• _WORK ORDER_: Write the data out verbatim.

• _PROVIDED DATA_:
==================================================
use std::{net::SocketAddr, str::FromStr, sync::Arc};

use axum::{
    Json, Router,
    extract::{Path, Query, State},
    http::StatusCode,
    response::{IntoResponse, Response},
    routing::get,
};
use chrono::{NaiveDate, Utc};
use parking_lot::RwLock;
use serde::{Deserialize, Serialize};
use serde_json::json;
use tracing::info;

use crate::{
    ItemFilter, ItemKind, Roadmap, RoadmapError, RoadmapMetadata, ScheduledItem, TimelineView, ValidationFlag, ZoomLevel,
};

const DEFAULT_CONTAINER_WIDTH: f64 = 1200.0;

#[derive(Clone)]
pub struct AppState {
    roadmap: Arc<RwLock<Roadmap>>,
}

impl AppState {
    pub fn new(roadmap: Roadmap) -> Self {
        Self {
            roadmap: Arc::new(RwLock::new(roadmap)),
        }
    }

    pub fn with_shared(roadmap: Arc<RwLock<Roadmap>>) -> Self {
        Self { roadmap }
    }

    fn roadmap(&self) -> Arc<RwLock<Roadmap>> {
        self.roadmap.clone()
    }
}

#[derive(Debug, Serialize)]
struct ErrorBody<'a> {
    error: &'a str,
    message: String,
}

#[derive(Debug)]
enum ApiError {
    NotFound(String),
    Conflict(String),
    Invalid(String),
}

impl ApiError {
    fn not_found(message: impl Into<String>) -> Self {
        ApiError::NotFound(message.into())
    }

    fn invalid(message: impl Into<String>) -> Self {
        ApiError::Invalid(message.into())
    }
}

impl From<RoadmapError> for ApiError {
    fn from(value: RoadmapError) -> Self {
        match value {
            RoadmapError::InvalidItem(err) => ApiError::Invalid(err.to_string()),
            RoadmapError::AlreadyExists(id) => ApiError::Conflict(format!("item {id} already exists")),
            RoadmapError::NotFound(id) => ApiError::NotFound(format!("item {id} not found")),
        }
    }
}

impl IntoResponse for ApiError {
    fn into_response(self) -> Response {
        let (status, error, message) = match self {
            ApiError::NotFound(message) => (StatusCode::NOT_FOUND, "not_found", message),
            ApiError::Conflict(message) => (StatusCode::CONFLICT, "conflict", message),
            ApiError::Invalid(message) => (StatusCode::BAD_REQUEST, "invalid_request", message),
        };
        (status, Json(ErrorBody { error, message })).into_response()
    }
}

#[derive(Debug, Deserialize)]
pub struct TimelineQuery {
    zoom: Option<String>,
    reference: Option<NaiveDate>,
    width: Option<f64>,
    kind: Option<String>,
    product: Option<String>,
}

#[derive(Debug, Default, Deserialize)]
pub struct ItemsQuery {
    kind: Option<String>,
    product: Option<String>,
}

fn item_filter(kind: Option<&str>, product: Option<&str>) -> Result<ItemFilter, ApiError> {
    let mut filter = ItemFilter::new();
    if let Some(raw) = kind {
        filter = filter.with_kind(ItemKind::from_str(raw).map_err(ApiError::invalid)?);
    }
    if let Some(product_id) = product {
        filter = filter.with_product(product_id);
    }
    Ok(filter)
}

#[derive(Debug, Serialize, Deserialize)]
pub struct ValidationReport {
    pub flags: Vec<ValidationFlag>,
    pub cycles: Vec<Vec<String>>,
}

pub fn router(state: AppState) -> Router {
    Router::new()
        .route("/health", get(health))
        .route("/metadata", get(get_metadata).put(update_metadata))
        .route("/items", get(list_items).post(create_item))
        .route(
            "/items/:id",
            get(get_item).put(update_item).delete(delete_item),
        )
        .route("/timeline", get(get_timeline))
        .route("/validation", get(get_validation))
        .route("/order", get(get_order))
        .with_state(state)
}

pub async fn serve(addr: SocketAddr, roadmap: Roadmap) -> std::io::Result<()> {
    let state = AppState::new(roadmap);
    let app = router(state);
    let listener = tokio::net::TcpListener::bind(addr).await?;
    info!(%addr, "roadmap HTTP API listening");
    axum::serve(listener, app).await
}

async fn health() -> impl IntoResponse {
    Json(json!({ "status": "ok" }))
}

async fn get_metadata(State(state): State<AppState>) -> Json<RoadmapMetadata> {
    let roadmap = state.roadmap();
    let metadata = roadmap.read().metadata().clone();
    Json(metadata)
}

async fn update_metadata(
    State(state): State<AppState>,
    Json(metadata): Json<RoadmapMetadata>,
) -> Json<RoadmapMetadata> {
    let roadmap = state.roadmap();
    let mut guard = roadmap.write();
    guard.set_metadata(metadata);
    Json(guard.metadata().clone())
}

async fn list_items(
    State(state): State<AppState>,
    Query(query): Query<ItemsQuery>,
) -> Result<Json<Vec<ScheduledItem>>, ApiError> {
    let filter = item_filter(query.kind.as_deref(), query.product.as_deref())?;
    let roadmap = state.roadmap();
    let items = roadmap.read().filtered_items(&filter).cloned().collect();
    Ok(Json(items))
}

async fn get_item(
    State(state): State<AppState>,
    Path(item_id): Path<String>,
) -> Result<Json<ScheduledItem>, ApiError> {
    let roadmap = state.roadmap();
    let guard = roadmap.read();
    guard
        .find_item(&item_id)
        .cloned()
        .map(Json)
        .ok_or_else(|| ApiError::not_found(format!("item {item_id} not found")))
}

async fn create_item(
    State(state): State<AppState>,
    Json(item): Json<ScheduledItem>,
) -> Result<(StatusCode, Json<ScheduledItem>), ApiError> {
    let roadmap = state.roadmap();
    roadmap.write().insert_item(item.clone())?;
    Ok((StatusCode::CREATED, Json(item)))
}

async fn update_item(
    State(state): State<AppState>,
    Path(item_id): Path<String>,
    Json(item): Json<ScheduledItem>,
) -> Result<Json<ScheduledItem>, ApiError> {
    if item.id != item_id {
        return Err(ApiError::invalid(
            "item id in payload does not match path parameter",
        ));
    }
    let roadmap = state.roadmap();
    let mut guard = roadmap.write();
    if guard.find_item(&item_id).is_none() {
        return Err(ApiError::not_found(format!("item {item_id} not found")));
    }
    guard.upsert_item(item.clone())?;
    Ok(Json(item))
}

async fn delete_item(
    State(state): State<AppState>,
    Path(item_id): Path<String>,
) -> Result<StatusCode, ApiError> {
    let roadmap = state.roadmap();
    let removed = roadmap.write().delete_item(&item_id);
    if !removed {
        return Err(ApiError::not_found(format!("item {item_id} not found")));
    }
    Ok(StatusCode::NO_CONTENT)
}

async fn get_timeline(
    State(state): State<AppState>,
    Query(query): Query<TimelineQuery>,
) -> Result<Json<TimelineView>, ApiError> {
    let zoom = match query.zoom.as_deref() {
        Some(raw) => ZoomLevel::from_str(raw).map_err(ApiError::invalid)?,
        None => ZoomLevel::default(),
    };
    let width = query.width.unwrap_or(DEFAULT_CONTAINER_WIDTH);
    if !width.is_finite() || width <= 0.0 {
        return Err(ApiError::invalid("width must be a positive number"));
    }
    let reference = query.reference.unwrap_or_else(|| Utc::now().date_naive());
    let filter = item_filter(query.kind.as_deref(), query.product.as_deref())?;

    let roadmap = state.roadmap();
    let view = roadmap
        .read()
        .filtered_timeline(reference, zoom, width, &filter);
    Ok(Json(view))
}

async fn get_validation(State(state): State<AppState>) -> Json<ValidationReport> {
    let roadmap = state.roadmap();
    let guard = roadmap.read();
    Json(ValidationReport {
        flags: guard.validate(),
        cycles: guard.cycle_groups(),
    })
}

async fn get_order(State(state): State<AppState>) -> Result<Json<Vec<String>>, ApiError> {
    let roadmap = state.roadmap();
    let order = roadmap
        .read()
        .dependency_order()
        .map_err(|err| ApiError::Conflict(err.to_string()))?;
    Ok(Json(order))
}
==================================================
• _RESPONSE TO THIS TASK_:
use std::{net::SocketAddr, str::FromStr, sync::Arc};

use axum::{
    Json, Router,
    extract::{Path, Query, State},
    http::StatusCode,
    response::{IntoResponse, Response},
    routing::get,
};
use chrono::{NaiveDate, Utc};
use parking_lot::RwLock;
use serde::{Deserialize, Serialize};
use serde_json::json;
use tracing::info;

use crate::{
    ItemFilter, ItemKind, Roadmap, RoadmapError, RoadmapMetadata, ScheduledItem, TimelineView, ValidationFlag, ZoomLevel,
};

const DEFAULT_CONTAINER_WIDTH: f64 = 1200.0;

#[derive(Clone)]
pub struct AppState {
    roadmap: Arc<RwLock<Roadmap>>,
}

impl AppState {
    pub fn new(roadmap: Roadmap) -> Self {
        Self {
            roadmap: Arc::new(RwLock::new(roadmap)),
        }
    }

    pub fn with_shared(roadmap: Arc<RwLock<Roadmap>>) -> Self {
        Self { roadmap }
    }

    fn roadmap(&self) -> Arc<RwLock<Roadmap>> {
        self.roadmap.clone()
    }
}

#[derive(Debug, Serialize)]
struct ErrorBody<'a> {
    error: &'a str,
    message: String,
}

#[derive(Debug)]
enum ApiError {
    NotFound(String),
    Conflict(String),
    Invalid(String),
}

impl ApiError {
    fn not_found(message: impl Into<String>) -> Self {
        ApiError::NotFound(message.into())
    }

    fn invalid(message: impl Into<String>) -> Self {
        ApiError::Invalid(message.into())
    }
}

impl From<RoadmapError> for ApiError {
    fn from(value: RoadmapError) -> Self {
        match value {
            RoadmapError::InvalidItem(err) => ApiError::Invalid(err.to_string()),
            RoadmapError::AlreadyExists(id) => ApiError::Conflict(format!("item {id} already exists")),
            RoadmapError::NotFound(id) => ApiError::NotFound(format!("item {id} not found")),
        }
    }
}

impl IntoResponse for ApiError {
    fn into_response(self) -> Response {
        let (status, error, message) = match self {
            ApiError::NotFound(message) => (StatusCode::NOT_FOUND, "not_found", message),
            ApiError::Conflict(message) => (StatusCode::CONFLICT, "conflict", message),
            ApiError::Invalid(message) => (StatusCode::BAD_REQUEST, "invalid_request", message),
        };
        (status, Json(ErrorBody { error, message })).into_response()
    }
}

#[derive(Debug, Deserialize)]
pub struct TimelineQuery {
    zoom: Option<String>,
    reference: Option<NaiveDate>,
    width: Option<f64>,
    kind: Option<String>,
    product: Option<String>,
}

#[derive(Debug, Default, Deserialize)]
pub struct ItemsQuery {
    kind: Option<String>,
    product: Option<String>,
}

fn item_filter(kind: Option<&str>, product: Option<&str>) -> Result<ItemFilter, ApiError> {
    let mut filter = ItemFilter::new();
    if let Some(raw) = kind {
        filter = filter.with_kind(ItemKind::from_str(raw).map_err(ApiError::invalid)?);
    }
    if let Some(product_id) = product {
        filter = filter.with_product(product_id);
    }
    Ok(filter)
}

#[derive(Debug, Serialize, Deserialize)]
pub struct ValidationReport {
    pub flags: Vec<ValidationFlag>,
    pub cycles: Vec<Vec<String>>,
}

pub fn router(state: AppState) -> Router {
    Router::new()
        .route("/health", get(health))
        .route("/metadata", get(get_metadata).put(update_metadata))
        .route("/items", get(list_items).post(create_item))
        .route(
            "/items/:id",
            get(get_item).put(update_item).delete(delete_item),
        )
        .route("/timeline", get(get_timeline))
        .route("/validation", get(get_validation))
        .route("/order", get(get_order))
        .with_state(state)
}

pub async fn serve(addr: SocketAddr, roadmap: Roadmap) -> std::io::Result<()> {
    let state = AppState::new(roadmap);
    let app = router(state);
    let listener = tokio::net::TcpListener::bind(addr).await?;
    info!(%addr, "roadmap HTTP API listening");
    axum::serve(listener, app).await
}

async fn health() -> impl IntoResponse {
    Json(json!({ "status": "ok" }))
}

async fn get_metadata(State(state): State<AppState>) -> Json<RoadmapMetadata> {
    let roadmap = state.roadmap();
    let metadata = roadmap.read().metadata().clone();
    Json(metadata)
}

async fn update_metadata(
    State(state): State<AppState>,
    Json(metadata): Json<RoadmapMetadata>,
) -> Json<RoadmapMetadata> {
    let roadmap = state.roadmap();
    let mut guard = roadmap.write();
    guard.set_metadata(metadata);
    Json(guard.metadata().clone())
}

async fn list_items(
    State(state): State<AppState>,
    Query(query): Query<ItemsQuery>,
) -> Result<Json<Vec<ScheduledItem>>, ApiError> {
    let filter = item_filter(query.kind.as_deref(), query.product.as_deref())?;
    let roadmap = state.roadmap();
    let items = roadmap.read().filtered_items(&filter).cloned().collect();
    Ok(Json(items))
}

async fn get_item(
    State(state): State<AppState>,
    Path(item_id): Path<String>,
) -> Result<Json<ScheduledItem>, ApiError> {
    let roadmap = state.roadmap();
    let guard = roadmap.read();
    guard
        .find_item(&item_id)
        .cloned()
        .map(Json)
        .ok_or_else(|| ApiError::not_found(format!("item {item_id} not found")))
}

async fn create_item(
    State(state): State<AppState>,
    Json(item): Json<ScheduledItem>,
) -> Result<(StatusCode, Json<ScheduledItem>), ApiError> {
    let roadmap = state.roadmap();
    roadmap.write().insert_item(item.clone())?;
    Ok((StatusCode::CREATED, Json(item)))
}

async fn update_item(
    State(state): State<AppState>,
    Path(item_id): Path<String>,
    Json(item): Json<ScheduledItem>,
) -> Result<Json<ScheduledItem>, ApiError> {
    if item.id != item_id {
        return Err(ApiError::invalid(
            "item id in payload does not match path parameter",
        ));
    }
    let roadmap = state.roadmap();
    let mut guard = roadmap.write();
    if guard.find_item(&item_id).is_none() {
        return Err(ApiError::not_found(format!("item {item_id} not found")));
    }
    guard.upsert_item(item.clone())?;
    Ok(Json(item))
}

async fn delete_item(
    State(state): State<AppState>,
    Path(item_id): Path<String>,
) -> Result<StatusCode, ApiError> {
    let roadmap = state.roadmap();
    let removed = roadmap.write().delete_item(&item_id);
    if !removed {
        return Err(ApiError::not_found(format!("item {item_id} not found")));
    }
    Ok(StatusCode::NO_CONTENT)
}

async fn get_timeline(
    State(state): State<AppState>,
    Query(query): Query<TimelineQuery>,
) -> Result<Json<TimelineView>, ApiError> {
    let zoom = match query.zoom.as_deref() {
        Some(raw) => ZoomLevel::from_str(raw).map_err(ApiError::invalid)?,
        None => ZoomLevel::default(),
    };
    let width = query.width.unwrap_or(DEFAULT_CONTAINER_WIDTH);
    if !width.is_finite() || width <= 0.0 {
        return Err(ApiError::invalid("width must be a positive number"));
    }
    let reference = query.reference.unwrap_or_else(|| Utc::now().date_naive());
    let filter = item_filter(query.kind.as_deref(), query.product.as_deref())?;

    let roadmap = state.roadmap();
    let view = roadmap
        .read()
        .filtered_timeline(reference, zoom, width, &filter);
    Ok(Json(view))
}

async fn get_validation(State(state): State<AppState>) -> Json<ValidationReport> {
    let roadmap = state.roadmap();
    let guard = roadmap.read();
    Json(ValidationReport {
        flags: guard.validate(),
        cycles: guard.cycle_groups(),
    })
}

async fn get_order(State(state): State<AppState>) -> Result<Json<Vec<String>>, ApiError> {
    let roadmap = state.roadmap();
    let order = roadmap
        .read()
        .dependency_order()
        .map_err(|err| ApiError::Conflict(err.to_string()))?;
    Ok(Json(order))
}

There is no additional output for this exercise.